En una de las escenas, la escritora muestra fotos a Vanessa Redgrave, que también perdió a su hija Natasha de la misma manera y todo el dolor de la pantalla se hace centro en uno, como para decir qué fútiles somos, que pluma al viento que nadie perdurará por nosotros.

“El desafío era ¿qué puedo decir o mostrar que ella todavía no ha escrito?”, dijo Dunne, quien recientemente protagonizó I Love Dick y House of Lies, el mismo muchacho que viéramos hace unas cuantas décadas en una de las grandes películas de Martin Scorsese, Después de hora, con riesgo de sobrevivir o de matar a alguien.

“Fue una gran presión hacer una película sobre alguien con quien me relaciono y con la que me preocupo tanto”, habla Griffin, quien en varios momentos de la película se muestra preocupada por el peso de su tía y a la que le dice que tiene que comer. “Tengo el mismo peso de siempre”, dice Joan, pero la verdad es que está muy flaca y habla con gestos, como si hacer mímicas con las manos incluyera a la gente que ya no está.

El documental tiene una estructura vagamente cronológica, pero más que nada está organizado en torno a la escritura más conocida de Didion. Hay segmentos dedicados a su reportaje desde el distrito Haight-Ashbury de San Francisco a fines de la década de 1960, así como el periodismo político de Didion de los 90, su ensayo sobre los Central Park Five, el guión Panic in Needle Park y su autobiografía posterior. También se centra al final en Blue Nights, donde pudo expresar el dolor hondo por la muerte de su esposa y su hijo.
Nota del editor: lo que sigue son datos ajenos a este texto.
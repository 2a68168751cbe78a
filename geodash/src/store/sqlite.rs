//! Embedded SQLite record store
//!
//! Readers share an r2d2 pool under WAL. With advanced indexing the store
//! also keeps an R*Tree over coordinates and a tantivy name index; both are
//! rebuilt on open when they disagree with the table.

use r2d2_sqlite::SqliteConnectionManager;
use rusqlite::{params, params_from_iter, Connection, OptionalExtension, Row};
use std::collections::HashSet;
use std::path::{Path, PathBuf};
use tracing::{debug, info, instrument, warn};

use super::indexer::PlaceIndex;
use super::{check_row, CandidateQuery, LoadOutcome, RecordStore, StoreError, StoreResult};
use crate::config::{DatabaseConfig, GeoDashConfig, PoolConfig};
use crate::models::{
    CountrySummary, GeoPoint, NearbyPlace, PlaceId, PlaceRecord, StateSummary, StoreStats,
};
use crate::pool::{ConnectionPool, Lease};
use crate::proximity::{haversine_km, BoundingBox};
use crate::ranking::by_distance;
use crate::text;

const BACKEND: &str = "sqlite";

const PLACE_COLUMNS: &str = "id, name, ascii_name, country_code, country_name, state_code, \
     state_name, latitude, longitude, population, search_rank";

const JOINED_PLACE_COLUMNS: &str = "p.id, p.name, p.ascii_name, p.country_code, p.country_name, \
     p.state_code, p.state_name, p.latitude, p.longitude, p.population, p.search_rank";

/// Upper bound of the folded alphabet; `prefix || '\x7f'` sorts after every
/// folded string starting with `prefix`.
const PREFIX_CEILING: char = '\x7f';

/// Ids bound per `IN (...)` lookup
const ID_CHUNK: usize = 500;

pub struct SqliteStore {
    pool: ConnectionPool<SqliteConnectionManager>,
    index: Option<PlaceIndex>,
    spatial: bool,
}

impl SqliteStore {
    /// Open or create the store described by `config.database`, which must
    /// name the SQLite backend.
    pub fn open(config: &GeoDashConfig) -> StoreResult<Self> {
        let DatabaseConfig::Sqlite { path, index_dir } = &config.database else {
            return Err(StoreError::Backend(format!(
                "expected the sqlite backend, got {}",
                config.database.backend_name()
            )));
        };
        let advanced = config.features.advanced_indexing;
        let shared_memory = config.features.shared_memory;

        let (manager, pool_config, index) = match path {
            Some(path) => {
                let manager = SqliteConnectionManager::file(path)
                    .with_init(move |conn| init_connection(conn, shared_memory));
                let index = if advanced {
                    let dir = index_dir.clone().unwrap_or_else(|| default_index_dir(path));
                    Some(PlaceIndex::open(&dir)?)
                } else {
                    None
                };
                (manager, config.pool, index)
            }
            None => {
                let manager = SqliteConnectionManager::memory()
                    .with_init(move |conn| init_connection(conn, false));
                // In-memory needs single connection to maintain state
                let pool_config = PoolConfig {
                    min_size: 1,
                    max_size: 1,
                    ..config.pool
                };
                let index = if advanced {
                    Some(PlaceIndex::in_memory()?)
                } else {
                    None
                };
                (manager, pool_config, index)
            }
        };

        let pool = ConnectionPool::new(manager, &pool_config, BACKEND)?;
        let store = Self {
            pool,
            index,
            spatial: advanced,
        };
        store.setup_schema()?;
        store.rebuild_indexes_if_needed()?;

        info!(
            path = ?path,
            spatial = store.spatial,
            text_index = store.index.is_some(),
            "Opened SQLite store"
        );
        Ok(store)
    }

    /// In-memory store with default settings
    pub fn open_in_memory() -> StoreResult<Self> {
        Self::open(&GeoDashConfig::default())
    }

    fn conn(&self) -> StoreResult<Lease<SqliteConnectionManager>> {
        Ok(self.pool.acquire()?)
    }

    pub fn pool(&self) -> &ConnectionPool<SqliteConnectionManager> {
        &self.pool
    }

    fn setup_schema(&self) -> StoreResult<()> {
        let conn = self.conn()?;
        conn.execute_batch(
            r#"
            CREATE TABLE IF NOT EXISTS places (
                id INTEGER PRIMARY KEY,
                name TEXT NOT NULL,
                ascii_name TEXT NOT NULL,
                folded_name TEXT NOT NULL,
                folded_ascii TEXT NOT NULL,
                country_code TEXT NOT NULL,
                country_name TEXT,
                state_code TEXT,
                state_name TEXT,
                latitude REAL NOT NULL,
                longitude REAL NOT NULL,
                population INTEGER,
                search_rank REAL
            );

            CREATE INDEX IF NOT EXISTS idx_places_folded ON places(folded_name);
            CREATE INDEX IF NOT EXISTS idx_places_folded_ascii ON places(folded_ascii);
            CREATE INDEX IF NOT EXISTS idx_places_region ON places(country_code, state_code);
            "#,
        )?;
        if self.spatial {
            conn.execute_batch(
                "CREATE VIRTUAL TABLE IF NOT EXISTS places_rtree \
                 USING rtree(id, min_lat, max_lat, min_lon, max_lon);",
            )?;
        }
        Ok(())
    }

    fn rebuild_indexes_if_needed(&self) -> StoreResult<()> {
        let conn = self.conn()?;
        let places = count(&conn, "SELECT COUNT(*) FROM places")?;

        if self.spatial {
            let indexed = count(&conn, "SELECT COUNT(*) FROM places_rtree")?;
            if indexed != places {
                info!(places, indexed, "Rebuilding spatial index");
                conn.execute_batch(
                    "DELETE FROM places_rtree;
                     INSERT INTO places_rtree
                         SELECT id, latitude, latitude, longitude, longitude FROM places;",
                )?;
            }
        }

        if let Some(index) = &self.index {
            let indexed = index.num_docs();
            if indexed != places {
                info!(places, indexed, "Rebuilding name index");
                index.clear()?;
                let mut stmt = conn.prepare(&format!("SELECT {PLACE_COLUMNS} FROM places"))?;
                let rows = stmt.query_map([], place_from_row)?;
                for row in rows {
                    index.add_place(&row?)?;
                }
                index.commit()?;
            }
        }
        Ok(())
    }

    fn prefix_scan(&self, conn: &Connection, query: &CandidateQuery) -> StoreResult<Vec<PlaceRecord>> {
        let prefix = if query.fuzzy {
            text::prefix(&query.text, 2)
        } else {
            query.text.as_str()
        };
        let ceiling = format!("{prefix}{PREFIX_CEILING}");

        let mut stmt = conn.prepare_cached(&format!(
            "SELECT {PLACE_COLUMNS} FROM places
             WHERE ((folded_name >= ?1 AND folded_name < ?2)
                 OR (folded_ascii >= ?1 AND folded_ascii < ?2))
               AND (?3 IS NULL OR country_code = ?3)
             ORDER BY population DESC, id
             LIMIT ?4"
        ))?;
        let rows = stmt
            .query_map(
                params![prefix, ceiling, query.country, query.limit as i64],
                place_from_row,
            )?
            .collect::<Result<Vec<_>, _>>()?;
        Ok(rows)
    }

    fn fetch_by_ids(&self, conn: &Connection, ids: &[PlaceId]) -> StoreResult<Vec<PlaceRecord>> {
        let mut places = Vec::with_capacity(ids.len());
        for chunk in ids.chunks(ID_CHUNK) {
            let placeholders = vec!["?"; chunk.len()].join(",");
            let mut stmt = conn.prepare(&format!(
                "SELECT {PLACE_COLUMNS} FROM places WHERE id IN ({placeholders})"
            ))?;
            let rows = stmt.query_map(params_from_iter(chunk.iter().map(|id| id.0)), place_from_row)?;
            for row in rows {
                places.push(row?);
            }
        }
        Ok(places)
    }
}
//! Append-only audit log with replay protection and conflict resolution.

use crate::audit::decision::{
    ConflictResolution, Decision, DecisionType, Severity, CONFLICT_REASON,
};
use crate::audit::signature::{signing_message, SignatureVerifier};
use crate::core::{sha3_256, Error, Hash256, Result, Timestamp};
use crate::events::{Notification, NotificationLog};
use crate::identity::IdentityRegistry;
use crate::policy::PolicyStore;
use std::collections::HashMap;
use tracing::{info, warn};

/// Minimum number of distinct signatures backing a decision.
pub const MIN_DECISION_SIGNERS: usize = 4;

/// Stores signed, replay-protected decision records and resolves conflicts
/// between crews reporting the same event-time bucket.
#[derive(Clone, Debug, Default)]
pub struct AuditLog {
    decisions: Vec<Decision>,
    /// event-time bucket -> decision ids logged in that bucket.
    buckets: HashMap<Hash256, Vec<u64>>,
    /// event-time bucket -> latest resolution for that bucket.
    conflicts: HashMap<Hash256, ConflictResolution>,
    /// agent id -> strictly increasing signature counter.
    nonces: HashMap<String, u64>,
}

impl AuditLog {
    /// Create an empty audit log.
    pub fn new() -> Self {
        Self::default()
    }

    /// Current nonce for an agent; the value its next signature must bind.
    pub fn nonce(&self, agent_id: &str) -> u64 {
        self.nonces.get(agent_id).copied().unwrap_or(0)
    }

    /// Event-time bucket key for a timestamp under the configured window.
    ///
    /// Derived from time alone, not from the reading or site: two unrelated
    /// events in the same window map to the same bucket and are correlated
    /// as one event.
    pub fn bucket_key(policy: &PolicyStore, at: Timestamp) -> Hash256 {
        let window = i64::from(policy.same_event_window_secs());
        let bucket_start = at.timestamp().div_euclid(window) * window;
        sha3_256(&bucket_start.to_le_bytes())
    }

    /// Record an immutable decision backed by voter signatures.
    ///
    /// Every check runs against staged state before anything commits, so a
    /// failed call advances no nonce and writes no record. Each accepted
    /// signature must cover `(decision_hash, current_nonce)` for its voter
    /// and permanently advances that nonce; a voter listed twice in one
    /// call must therefore present consecutive-nonce signatures.
    #[allow(clippy::too_many_arguments)]
    pub fn log_decision(
        &mut self,
        registry: &IdentityRegistry,
        policy: &PolicyStore,
        verifier: &dyn SignatureVerifier,
        crew_id: u64,
        decision_hash: Hash256,
        decision_type: DecisionType,
        severity: Severity,
        trigger_value: u64,
        voters: &[String],
        signatures: &[Vec<u8>],
        notes: &str,
        at: Timestamp,
        events: &mut NotificationLog,
    ) -> Result<u64> {
        if voters.len() != signatures.len() {
            return Err(Error::VoterCountMismatch(format!(
                "{} voters, {} signatures",
                voters.len(),
                signatures.len()
            )));
        }
        if voters.len() < MIN_DECISION_SIGNERS {
            return Err(Error::VoterCountMismatch(format!(
                "{} voters, need at least {MIN_DECISION_SIGNERS}",
                voters.len()
            )));
        }
        let crew = registry
            .crew(crew_id)
            .ok_or_else(|| Error::InvalidCrew(format!("unknown crew {crew_id}")))?;

        let mut staged_nonces: HashMap<String, u64> = HashMap::new();
        for (voter, signature) in voters.iter().zip(signatures) {
            let agent = registry
                .agent(voter)
                .ok_or_else(|| Error::NotRegistered(voter.clone()))?;
            if !agent.is_active() {
                return Err(Error::InactiveAgent(voter.clone()));
            }
            if !crew.has_member(voter) {
                return Err(Error::NotInCrew(voter.clone()));
            }
            let nonce = staged_nonces
                .get(voter)
                .copied()
                .unwrap_or_else(|| self.nonce(voter));
            let message = signing_message(&decision_hash, nonce);
            if !verifier.verify(voter, &message, signature) {
                return Err(Error::InvalidSignature(voter.clone()));
            }
            staged_nonces.insert(voter.clone(), nonce + 1);
        }

        // All checks passed; commit nonces and the record in one step.
        for (voter, nonce) in staged_nonces {
            self.nonces.insert(voter, nonce);
        }
        let decision_id = self.decisions.len() as u64 + 1;
        self.decisions.push(Decision {
            decision_id,
            crew_id,
            decision_hash: decision_hash.clone(),
            decision_type,
            severity,
            trigger_value,
            logged_at: at,
            voters: voters.to_vec(),
            executed: false,
            executed_at: None,
            notes: notes.to_string(),
        });

        info!(decision_id, crew_id, ?severity, "decision logged");
        events.emit(Notification::DecisionLogged {
            decision_id,
            crew_id,
            decision_hash,
            decision_type,
            severity,
            trigger_value,
            voters: voters.to_vec(),
            at,
        });

        let bucket = Self::bucket_key(policy, at);
        let bucket_len = {
            let ids = self.buckets.entry(bucket.clone()).or_default();
            ids.push(decision_id);
            ids.len()
        };
        if bucket_len >= 2 {
            self.resolve_conflict(&bucket, at, events);
        }
        Ok(decision_id)
    }

    /// Pick the authoritative decision for a contested bucket.
    ///
    /// The winner has the strictly highest severity; equal-severity ties go
    /// to the earliest `logged_at`, then to the earlier decision id. Each
    /// later decision in the bucket replaces the bucket's resolution with a
    /// fresh one.
    fn resolve_conflict(&mut self, bucket: &Hash256, at: Timestamp, events: &mut NotificationLog) {
        let ids = self.buckets[bucket].clone();
        events.emit(Notification::ConflictDetected {
            bucket: bucket.clone(),
            decision_ids: ids.clone(),
            at,
        });

        let mut winner = &self.decisions[(ids[0] - 1) as usize];
        for &id in &ids[1..] {
            let candidate = &self.decisions[(id - 1) as usize];
            if candidate.severity > winner.severity
                || (candidate.severity == winner.severity
                    && candidate.logged_at < winner.logged_at)
            {
                winner = candidate;
            }
        }

        let resolution = ConflictResolution {
            conflicting_decision_ids: ids.clone(),
            resolved_decision_id: winner.decision_id,
            final_severity: winner.severity,
            resolved_at: at,
            reason: CONFLICT_REASON.to_string(),
        };
        warn!(
            bucket = %bucket,
            winner = winner.decision_id,
            severity = ?winner.severity,
            "conflicting decisions resolved"
        );
        events.emit(Notification::ConflictResolved {
            bucket: bucket.clone(),
            resolved_decision_id: winner.decision_id,
            final_severity: winner.severity,
            at,
        });
        self.conflicts.insert(bucket.clone(), resolution);
    }

    /// Mark a decision executed. One-way; fails `AlreadyExecuted` on repeat
    /// calls and never touches conflict state.
    pub fn mark_executed(
        &mut self,
        decision_id: u64,
        at: Timestamp,
        events: &mut NotificationLog,
    ) -> Result<()> {
        let decision = decision_id
            .checked_sub(1)
            .and_then(|idx| self.decisions.get_mut(idx as usize))
            .ok_or(Error::DecisionNotFound(decision_id))?;
        if decision.executed {
            return Err(Error::AlreadyExecuted(decision_id));
        }
        decision.executed = true;
        decision.executed_at = Some(at);
        events.emit(Notification::DecisionExecuted { decision_id, at });
        Ok(())
    }

    // --- Read surface ---

    /// Look up a decision by id.
    pub fn decision(&self, decision_id: u64) -> Option<&Decision> {
        decision_id
            .checked_sub(1)
            .and_then(|idx| self.decisions.get(idx as usize))
    }

    /// Decision ids logged in an event-time bucket.
    pub fn decisions_in_bucket(&self, bucket: &Hash256) -> &[u64] {
        self.buckets.get(bucket).map(Vec::as_slice).unwrap_or(&[])
    }

    /// Latest conflict resolution for a bucket, if any.
    pub fn conflict(&self, bucket: &Hash256) -> Option<&ConflictResolution> {
        self.conflicts.get(bucket)
    }

    /// Total decisions logged.
    pub fn decision_count(&self) -> usize {
        self.decisions.len()
    }
}
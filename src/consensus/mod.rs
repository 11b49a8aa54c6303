//! Consensus Engine
//!
//! Crew-scoped Byzantine-fault-tolerant voting:
//! - Majority or reputation-weighted rounds
//! - Auto-finalization once the outcome is decided
//! - Timed escape hatch for stalled requests

pub mod engine;
pub mod voting;

pub use engine::{ConsensusEngine, ConsensusRequest, VoteOutcome, VOTING_WINDOW_SECS};
pub use voting::{tally, vote_weight, Vote, VoteTally};
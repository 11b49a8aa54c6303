//! Crew records and role-coverage validation.

use crate::core::{Hash256, Timestamp};
use crate::identity::agent::AgentRole;
use serde::{Deserialize, Serialize};

/// An ad-hoc group of agents formed in response to a triggering condition.
///
/// Crews are never physically removed; dissolution flips `active` off.
#[derive(Clone, Debug, Serialize, Deserialize)]
pub struct Crew {
    /// Monotonic crew identifier.
    pub crew_id: u64,
    /// Hash correlating the crew to its triggering condition.
    pub event_id: Hash256,
    /// Formation timestamp.
    pub formed_at: Timestamp,
    /// Member agent ids, in formation order.
    pub members: Vec<String>,
    /// Whether the crew is still active.
    pub active: bool,
    /// Sensor reading that triggered formation.
    pub trigger_value: u64,
}

impl Crew {
    /// Whether an agent belongs to this crew.
    pub fn has_member(&self, agent_id: &str) -> bool {
        self.members.iter().any(|m| m == agent_id)
    }
}

/// Whether a member role set covers all four required roles at least once.
/// Duplicates beyond the required set are permitted.
pub fn covers_all_roles(roles: &[AgentRole]) -> bool {
    AgentRole::ALL
        .iter()
        .all(|required| roles.contains(required))
}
Para hacer justamente eso, Dunne se acercó a aquellos que habían corrido en el mismo círculo que Didion durante décadas, incluido el escritor Calvin Trillin y su ex editor Bob Silvers, de la New York Review of Books. Hay una aparición de Harrison Ford -que trabajó para Didion y su esposo como carpintero- y la editora de Vogue Anna Wintour, el crítico neoyorquino Hilton Als, el actor Vanessa Redgrave y el dramaturgo David Hare. El resultado es una exploración exhaustiva tanto de Didion como de la aguda sensibilidad que la catapultó al estrellato literario. Como dice Als en la película: “La rareza de Estados Unidos de alguna manera se metió en los huesos de esta persona y salió del otro lado de una máquina de escribir”.

“Al investigar y leer las críticas sobre su trabajo, siempre ha sido pintada como esta figura mística y lúgubre, caminando por el apartamento pensando en la muerte y teniendo crisis nerviosas todo el día”, dijo. “Pero ella es graciosamente divertida, se ríe mucho y le encanta reír, y es devota”, dijo Griffin Dunne.